**PROBLEM DESCRIPTION:** The data below should be repeated exactly and in full.

**PROVIDED INFORMATION:**

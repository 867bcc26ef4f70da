use std::str::FromStr;

use mentorhub_core::AppError;
use serde::{Deserialize, Serialize};

use crate::HierarchyLevel;

/// Individual capability flags carried by a [`PermissionBundle`].
#[derive(Debug, Clone, Copy, PartialEq, Eq, Hash, Serialize, Deserialize)]
#[serde(rename_all = "snake_case")]
pub enum Capability {
    /// Allows viewing and editing user accounts.
    ManageUsers,
    /// Allows changing other users' roles.
    ManageRoles,
    /// Allows approving and editing mentor profiles.
    ManageMentors,
    /// Allows managing booked mentorship sessions.
    ManageSessions,
    /// Allows managing payments and subscriptions.
    ManagePayments,
    /// Allows managing mentor payouts.
    ManagePayouts,
    /// Allows handling abuse reports.
    ManageReports,
    /// Allows moderating session reviews.
    ManageReviews,
    /// Allows editing mentor and content categories.
    ManageCategories,
    /// Allows editing platform settings.
    ManageSettings,
    /// Allows viewing analytics dashboards.
    ViewAnalytics,
    /// Allows viewing security logs.
    ViewSecurityLogs,
    /// Allows suspending and reinstating users.
    SuspendUsers,
    /// Allows deleting community content.
    DeleteContent,
    /// Allows opening the admin console.
    AccessAdminPanel,
}

impl Capability {
    /// Returns a stable transport value for this capability.
    #[must_use]
    pub fn as_str(&self) -> &'static str {
        match self {
            Self::ManageUsers => "manage_users",
            Self::ManageRoles => "manage_roles",
            Self::ManageMentors => "manage_mentors",
            Self::ManageSessions => "manage_sessions",
            Self::ManagePayments => "manage_payments",
            Self::ManagePayouts => "manage_payouts",
            Self::ManageReports => "manage_reports",
            Self::ManageReviews => "manage_reviews",
            Self::ManageCategories => "manage_categories",
            Self::ManageSettings => "manage_settings",
            Self::ViewAnalytics => "view_analytics",
            Self::ViewSecurityLogs => "view_security_logs",
            Self::SuspendUsers => "suspend_users",
            Self::DeleteContent => "delete_content",
            Self::AccessAdminPanel => "access_admin_panel",
        }
    }

    /// Returns all known capabilities.
    #[must_use]
    pub fn all() -> &'static [Self] {
        const ALL: &[Capability] = &[
            Capability::ManageUsers,
            Capability::ManageRoles,
            Capability::ManageMentors,
            Capability::ManageSessions,
            Capability::ManagePayments,
            Capability::ManagePayouts,
            Capability::ManageReports,
            Capability::ManageReviews,
            Capability::ManageCategories,
            Capability::ManageSettings,
            Capability::ViewAnalytics,
            Capability::ViewSecurityLogs,
            Capability::SuspendUsers,
            Capability::DeleteContent,
            Capability::AccessAdminPanel,
        ];

        ALL
    }
}

impl FromStr for Capability {
    type Err = AppError;

    fn from_str(value: &str) -> Result<Self, Self::Err> {
        Self::all()
            .iter()
            .copied()
            .find(|capability| capability.as_str() == value)
            .ok_or_else(|| AppError::Validation(format!("unknown capability value '{value}'")))
    }
}

/// Static capability set plus role-assignment ceiling attached to one role.
#[derive(Debug, Clone, Copy, PartialEq, Eq, Hash, Serialize, Deserialize)]
pub struct PermissionBundle {
    /// Allows viewing and editing user accounts.
    pub manage_users: bool,
    /// Allows changing other users' roles.
    pub manage_roles: bool,
    /// Allows approving and editing mentor profiles.
    pub manage_mentors: bool,
    /// Allows managing booked mentorship sessions.
    pub manage_sessions: bool,
    /// Allows managing payments and subscriptions.
    pub manage_payments: bool,
    /// Allows managing mentor payouts.
    pub manage_payouts: bool,
    /// Allows handling abuse reports.
    pub manage_reports: bool,
    /// Allows moderating session reviews.
    pub manage_reviews: bool,
    /// Allows editing mentor and content categories.
    pub manage_categories: bool,
    /// Allows editing platform settings.
    pub manage_settings: bool,
    /// Allows viewing analytics dashboards.
    pub view_analytics: bool,
    /// Allows viewing security logs.
    pub view_security_logs: bool,
    /// Allows suspending and reinstating users.
    pub suspend_users: bool,
    /// Allows deleting community content.
    pub delete_content: bool,
    /// Allows opening the admin console.
    pub access_admin_panel: bool,
    /// Highest hierarchy level this role may assign to someone else.
    pub max_role_level: HierarchyLevel,
}

impl PermissionBundle {
    /// Bundle with every capability disabled and no assignable levels.
    pub const NONE: Self = Self {
        manage_users: false,
        manage_roles: false,
        manage_mentors: false,
        manage_sessions: false,
        manage_payments: false,
        manage_payouts: false,
        manage_reports: false,
        manage_reviews: false,
        manage_categories: false,
        manage_settings: false,
        view_analytics: false,
        view_security_logs: false,
        suspend_users: false,
        delete_content: false,
        access_admin_panel: false,
        max_role_level: HierarchyLevel::NONE,
    };

    /// Returns whether the bundle carries the capability.
    #[must_use]
    pub fn allows(&self, capability: Capability) -> bool {
        match capability {
            Capability::ManageUsers => self.manage_users,
            Capability::ManageRoles => self.manage_roles,
            Capability::ManageMentors => self.manage_mentors,
            Capability::ManageSessions => self.manage_sessions,
            Capability::ManagePayments => self.manage_payments,
            Capability::ManagePayouts => self.manage_payouts,
            Capability::ManageReports => self.manage_reports,
            Capability::ManageReviews => self.manage_reviews,
            Capability::ManageCategories => self.manage_categories,
            Capability::ManageSettings => self.manage_settings,
            Capability::ViewAnalytics => self.view_analytics,
            Capability::ViewSecurityLogs => self.view_security_logs,
            Capability::SuspendUsers => self.suspend_users,
            Capability::DeleteContent => self.delete_content,
            Capability::AccessAdminPanel => self.access_admin_panel,
        }
    }

    /// Returns whether every listed capability is carried by the bundle.
    #[must_use]
    pub fn allows_all(&self, capabilities: &[Capability]) -> bool {
        capabilities
            .iter()
            .all(|capability| self.allows(*capability))
    }

    /// Lists the capabilities enabled in this bundle.
    #[must_use]
    pub fn granted_capabilities(&self) -> Vec<Capability> {
        Capability::all()
            .iter()
            .copied()
            .filter(|capability| self.allows(*capability))
            .collect()
    }

    /// Returns whether this bundle enables a superset of `other`'s capabilities.
    #[must_use]
    pub fn covers(&self, other: &Self) -> bool {
        Capability::all()
            .iter()
            .all(|capability| !other.allows(*capability) || self.allows(*capability))
    }
}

**ANSWER SPACE:**
repository 867bcc26ef4f70da
use std::str::FromStr;

use mentorhub_core::AppError;
use serde::{Deserialize, Serialize};

use crate::HierarchyLevel;

/// Individual capability flags carried by a [`PermissionBundle`].
#[derive(Debug, Clone, Copy, PartialEq, Eq, Hash, Serialize, Deserialize)]
#[serde(rename_all = "snake_case")]
pub enum Capability {
    /// Allows viewing and editing user accounts.
    ManageUsers,
    /// Allows changing other users' roles.
    ManageRoles,
    /// Allows approving and editing mentor profiles.
    ManageMentors,
    /// Allows managing booked mentorship sessions.
    ManageSessions,
    /// Allows managing payments and subscriptions.
    ManagePayments,
    /// Allows managing mentor payouts.
    ManagePayouts,
    /// Allows handling abuse reports.
    ManageReports,
    /// Allows moderating session reviews.
    ManageReviews,
    /// Allows editing mentor and content categories.
    ManageCategories,
    /// Allows editing platform settings.
    ManageSettings,
    /// Allows viewing analytics dashboards.
    ViewAnalytics,
    /// Allows viewing security logs.
    ViewSecurityLogs,
    /// Allows suspending and reinstating users.
    SuspendUsers,
    /// Allows deleting community content.
    DeleteContent,
    /// Allows opening the admin console.
    AccessAdminPanel,
}

impl Capability {
    /// Returns a stable transport value for this capability.
    #[must_use]
    pub fn as_str(&self) -> &'static str {
        match self {
            Self::ManageUsers => "manage_users",
            Self::ManageRoles => "manage_roles",
            Self::ManageMentors => "manage_mentors",
            Self::ManageSessions => "manage_sessions",
            Self::ManagePayments => "manage_payments",
            Self::ManagePayouts => "manage_payouts",
            Self::ManageReports => "manage_reports",
            Self::ManageReviews => "manage_reviews",
            Self::ManageCategories => "manage_categories",
            Self::ManageSettings => "manage_settings",
            Self::ViewAnalytics => "view_analytics",
            Self::ViewSecurityLogs => "view_security_logs",
            Self::SuspendUsers => "suspend_users",
            Self::DeleteContent => "delete_content",
            Self::AccessAdminPanel => "access_admin_panel",
        }
    }

    /// Returns all known capabilities.
    #[must_use]
    pub fn all() -> &'static [Self] {
        const ALL: &[Capability] = &[
            Capability::ManageUsers,
            Capability::ManageRoles,
            Capability::ManageMentors,
            Capability::ManageSessions,
            Capability::ManagePayments,
            Capability::ManagePayouts,
            Capability::ManageReports,
            Capability::ManageReviews,
            Capability::ManageCategories,
            Capability::ManageSettings,
            Capability::ViewAnalytics,
            Capability::ViewSecurityLogs,
            Capability::SuspendUsers,
            Capability::DeleteContent,
            Capability::AccessAdminPanel,
        ];

        ALL
    }
}

impl FromStr for Capability {
    type Err = AppError;

    fn from_str(value: &str) -> Result<Self, Self::Err> {
        Self::all()
            .iter()
            .copied()
            .find(|capability| capability.as_str() == value)
            .ok_or_else(|| AppError::Validation(format!("unknown capability value '{value}'")))
    }
}

/// Static capability set plus role-assignment ceiling attached to one role.
#[derive(Debug, Clone, Copy, PartialEq, Eq, Hash, Serialize, Deserialize)]
pub struct PermissionBundle {
    /// Allows viewing and editing user accounts.
    pub manage_users: bool,
    /// Allows changing other users' roles.
    pub manage_roles: bool,
    /// Allows approving and editing mentor profiles.
    pub manage_mentors: bool,
    /// Allows managing booked mentorship sessions.
    pub manage_sessions: bool,
    /// Allows managing payments and subscriptions.
    pub manage_payments: bool,
    /// Allows managing mentor payouts.
    pub manage_payouts: bool,
    /// Allows handling abuse reports.
    pub manage_reports: bool,
    /// Allows moderating session reviews.
    pub manage_reviews: bool,
    /// Allows editing mentor and content categories.
    pub manage_categories: bool,
    /// Allows editing platform settings.
    pub manage_settings: bool,
    /// Allows viewing analytics dashboards.
    pub view_analytics: bool,
    /// Allows viewing security logs.
    pub view_security_logs: bool,
    /// Allows suspending and reinstating users.
    pub suspend_users: bool,
    /// Allows deleting community content.
    pub delete_content: bool,
    /// Allows opening the admin console.
    pub access_admin_panel: bool,
    /// Highest hierarchy level this role may assign to someone else.
    pub max_role_level: HierarchyLevel,
}

impl PermissionBundle {
    /// Bundle with every capability disabled and no assignable levels.
    pub const NONE: Self = Self {
        manage_users: false,
        manage_roles: false,
        manage_mentors: false,
        manage_sessions: false,
        manage_payments: false,
        manage_payouts: false,
        manage_reports: false,
        manage_reviews: false,
        manage_categories: false,
        manage_settings: false,
        view_analytics: false,
        view_security_logs: false,
        suspend_users: false,
        delete_content: false,
        access_admin_panel: false,
        max_role_level: HierarchyLevel::NONE,
    };

    /// Returns whether the bundle carries the capability.
    #[must_use]
    pub fn allows(&self, capability: Capability) -> bool {
        match capability {
            Capability::ManageUsers => self.manage_users,
            Capability::ManageRoles => self.manage_roles,
            Capability::ManageMentors => self.manage_mentors,
            Capability::ManageSessions => self.manage_sessions,
            Capability::ManagePayments => self.manage_payments,
            Capability::ManagePayouts => self.manage_payouts,
            Capability::ManageReports => self.manage_reports,
            Capability::ManageReviews => self.manage_reviews,
            Capability::ManageCategories => self.manage_categories,
            Capability::ManageSettings => self.manage_settings,
            Capability::ViewAnalytics => self.view_analytics,
            Capability::ViewSecurityLogs => self.view_security_logs,
            Capability::SuspendUsers => self.suspend_users,
            Capability::DeleteContent => self.delete_content,
            Capability::AccessAdminPanel => self.access_admin_panel,
        }
    }

    /// Returns whether every listed capability is carried by the bundle.
    #[must_use]
    pub fn allows_all(&self, capabilities: &[Capability]) -> bool {
        capabilities
            .iter()
            .all(|capability| self.allows(*capability))
    }

    /// Lists the capabilities enabled in this bundle.
    #[must_use]
    pub fn granted_capabilities(&self) -> Vec<Capability> {
        Capability::all()
            .iter()
            .copied()
            .filter(|capability| self.allows(*capability))
            .collect()
    }

    /// Returns whether this bundle enables a superset of `other`'s capabilities.
    #[must_use]
    pub fn covers(&self, other: &Self) -> bool {
        Capability::all()
            .iter()
            .all(|capability| !other.allows(*capability) || self.allows(*capability))
    }
}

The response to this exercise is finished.